(Records drawn from a dataset)
------------------------------------
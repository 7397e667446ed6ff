//! Per-thread event timelines.
//!
//! An [`EventContainer`] holds one append-only sequence of [`EventInfo`] per
//! tag, in call order. A container belongs to exactly one recording thread
//! for the lifetime of a measurement window; nothing in here synchronizes.

use std::collections::BTreeMap;
use std::time::Instant;

use crate::domain::{OperatorIndex, ProfileError};

/// One timed event on a tag's timeline.
///
/// `end_time` is meaningful only once `is_finished` is set; a finished event
/// always satisfies `end_time >= start_time`.
#[derive(Debug, Clone, Copy)]
pub struct EventInfo {
    pub start_time: Instant,
    pub end_time: Instant,
    pub is_finished: bool,
    /// Originating plan node, exported alongside the timing data.
    pub payload: OperatorIndex,
}

impl EventInfo {
    fn started_at(start_time: Instant) -> Self {
        Self { start_time, end_time: start_time, is_finished: false, payload: OperatorIndex(0) }
    }

    /// Elapsed seconds, or `None` while the event is still open.
    #[must_use]
    pub fn duration_secs(&self) -> Option<f64> {
        self.is_finished.then(|| (self.end_time - self.start_time).as_secs_f64())
    }
}

/// Append-only mapping from tag to its chronological event line.
///
/// Tags are created lazily on first `start_event`. The ordered map keeps the
/// export deterministic: threads iterate in registration order, tags in
/// lexicographic order, events in call order.
#[derive(Debug, Default)]
pub struct EventContainer {
    events: BTreeMap<String, Vec<EventInfo>>,
}

impl EventContainer {
    #[must_use]
    pub fn new() -> Self {
        Self::default()
    }

    /// Append a new open event to `tag`'s line, creating the line if unseen.
    pub fn start_event(&mut self, tag: &str) {
        self.events.entry(tag.to_string()).or_default().push(EventInfo::started_at(Instant::now()));
    }

    /// Attach a payload to the most recently appended event for `tag`.
    ///
    /// # Errors
    ///
    /// [`ProfileError::NoSuchEvent`] when the tag has no recorded events.
    pub fn set_payload(&mut self, tag: &str, payload: OperatorIndex) -> Result<(), ProfileError> {
        let event = self
            .events
            .get_mut(tag)
            .and_then(|line| line.last_mut())
            .ok_or_else(|| ProfileError::NoSuchEvent { tag: tag.to_string() })?;
        event.payload = payload;
        Ok(())
    }

    /// Finish the most recently appended event for `tag`.
    ///
    /// The tail of a tag's line acts as its in-flight slot: it must hold a
    /// started, not-yet-finished event for this call to succeed.
    ///
    /// # Errors
    ///
    /// [`ProfileError::NoOpenEvent`] when the tag was never started or its
    /// latest event is already finished.
    pub fn end_event(&mut self, tag: &str) -> Result<(), ProfileError> {
        let event = self
            .events
            .get_mut(tag)
            .and_then(|line| line.last_mut())
            .filter(|event| !event.is_finished)
            .ok_or_else(|| ProfileError::NoOpenEvent { tag: tag.to_string() })?;
        event.end_time = Instant::now();
        event.is_finished = true;
        Ok(())
    }

    /// The full chronological event line for `tag`, empty if unseen.
    #[must_use]
    pub fn event_line(&self, tag: &str) -> &[EventInfo] {
        self.events.get(tag).map_or(&[], Vec::as_slice)
    }

    /// All event lines in lexicographic tag order.
    pub fn lines(&self) -> impl Iterator<Item = (&str, &[EventInfo])> {
        self.events.iter().map(|(tag, line)| (tag.as_str(), line.as_slice()))
    }

    /// Total number of recorded events across all tags.
    #[must_use]
    pub fn event_count(&self) -> usize {
        self.events.values().map(Vec::len).sum()
    }

    #[must_use]
    pub fn is_empty(&self) -> bool {
        self.events.is_empty()
    }
}
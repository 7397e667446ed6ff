//! # opscope - Main Entry Point
//!
//! Offline render mode: replay a profile record file against its execution
//! plan and emit the annotated DOT graph (and optionally a Chrome trace).
//! Recording happens inside the engine through the `opscope` library; this
//! binary only consumes what the engine exported.

use anyhow::{Context, Result};
use clap::Parser;
use log::info;
use std::fs::File;
use std::io::BufWriter;

use opscope::analysis::NodeTimings;
use opscope::cli::Args;
use opscope::export::ChromeTraceExporter;
use opscope::plan::{NodeSource, PlanGraph};
use opscope::viz::DagVisualizer;
use opscope_common::ProfileRecord;

// Exit codes
const EXIT_SUCCESS: i32 = 0;
const EXIT_ERROR: i32 = 1;

fn main() {
    env_logger::init();
    std::process::exit(match run() {
        Ok(()) => EXIT_SUCCESS,
        Err(e) => {
            eprintln!("error: {e:#}");
            EXIT_ERROR
        }
    });
}

fn run() -> Result<()> {
    let args = Args::parse();

    let plan = PlanGraph::from_file(&args.plan)
        .with_context(|| format!("failed to load plan {}", args.plan.display()))?;

    let text = std::fs::read_to_string(&args.records)
        .with_context(|| format!("failed to read records {}", args.records.display()))?;
    let records = ProfileRecord::parse_lines(&text)
        .with_context(|| format!("failed to parse records {}", args.records.display()))?;
    info!("parsed {} records against a {}-node plan", records.len(), plan.node_count());

    let timings = NodeTimings::from_records(&records, plan.node_count());
    if !args.quiet {
        eprintln!(
            "{} events, {} threads, {:.3}s total elapsed",
            records.len(),
            timings.contributing_threads(),
            timings.total_secs()
        );
    }

    let dot = DagVisualizer::new(&plan).to_dot(&timings);
    match &args.dot {
        Some(path) => std::fs::write(path, &dot)
            .with_context(|| format!("failed to write {}", path.display()))?,
        None => print!("{dot}"),
    }

    if let Some(path) = &args.chrome {
        let mut exporter = ChromeTraceExporter::new();
        exporter.add_records(&records, Some(&plan));
        let file =
            File::create(path).with_context(|| format!("failed to create {}", path.display()))?;
        exporter.export(BufWriter::new(file)).context("failed to write Chrome trace")?;
        info!("wrote {} Chrome trace events to {}", exporter.event_count(), path.display());
    }

    Ok(())
}
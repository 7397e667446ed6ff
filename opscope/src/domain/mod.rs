//! Domain model for opscope
//!
//! This module contains core domain types and errors that provide:
//! - Compile-time safety via newtype pattern
//! - Self-documenting function signatures
//! - Structured error handling

pub mod errors;
pub mod types;

// Re-export common types for convenience
pub use types::{OperatorIndex, ThreadIndex};

pub use errors::{ExportError, PlanError, ProfileError};
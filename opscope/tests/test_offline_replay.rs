//! End-to-end: record a window, export the flat record stream to disk, parse
//! it back, and verify the offline analysis agrees with the live one.

use std::io::Write;

use opscope::analysis::NodeTimings;
use opscope::export::ChromeTraceExporter;
use opscope::plan::{NodeSource, PlanGraph};
use opscope::profiling::EventProfiler;
use opscope::viz::DagVisualizer;
use opscope_common::ProfileRecord;

fn recorded_window() -> EventProfiler {
    let profiler = EventProfiler::new();
    let container = profiler.container();
    for tag in ["0", "0", "1"] {
        container.start_event(tag);
        container.end_event(tag).unwrap();
    }
    profiler
}

#[test]
fn test_export_file_replays_to_same_timings() {
    let plan = PlanGraph::new(vec!["TableScan".to_string(), "Selection".to_string()]);
    let profiler = recorded_window();

    let mut file = tempfile::NamedTempFile::new().unwrap();
    let mut out = Vec::new();
    profiler.write_to_stream(&mut out).unwrap();
    file.write_all(&out).unwrap();

    let text = std::fs::read_to_string(file.path()).unwrap();
    let records = ProfileRecord::parse_lines(&text).unwrap();
    assert_eq!(records.len(), 3);

    let live = NodeTimings::from_profiler(&profiler, plan.node_count());
    let replayed = NodeTimings::from_records(&records, plan.node_count());

    assert_eq!(live.contributing_threads(), replayed.contributing_threads());
    for node in 0..plan.node_count() {
        let delta = (live.elapsed_secs()[node] - replayed.elapsed_secs()[node]).abs();
        // Record lines round to 12 fractional digits.
        assert!(delta < 1e-9, "node {node}: live/replay divergence {delta}");
    }

    let dot = DagVisualizer::new(&plan).to_dot(&replayed);
    assert!(dot.contains("TableScan"));
    assert!(dot.contains("Selection"));
}

#[test]
fn test_chrome_trace_written_from_records() {
    let plan = PlanGraph::new(vec!["TableScan".to_string(), "Selection".to_string()]);
    let profiler = recorded_window();

    let mut out = Vec::new();
    profiler.write_to_stream(&mut out).unwrap();
    let records = ProfileRecord::parse_lines(&String::from_utf8(out).unwrap()).unwrap();

    let mut exporter = ChromeTraceExporter::new();
    exporter.add_records(&records, Some(&plan));

    let path = tempfile::tempdir().unwrap();
    let trace_path = path.path().join("trace.json");
    exporter.export(std::fs::File::create(&trace_path).unwrap()).unwrap();

    let parsed: serde_json::Value =
        serde_json::from_str(&std::fs::read_to_string(&trace_path).unwrap()).unwrap();
    assert_eq!(parsed["displayTimeUnit"], "ms");
    let events = parsed["traceEvents"].as_array().unwrap();
    assert!(events.iter().any(|e| e["name"] == "TableScan"));
    assert!(events.iter().any(|e| e["ph"] == "M"));
}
------------------------------------
*Task goal:* Gather every line from the entries above where the word "BTreeMap" appears, and copy them.

*Response to this task:*
use std::collections::BTreeMap;
    events: BTreeMap<String, Vec<EventInfo>>,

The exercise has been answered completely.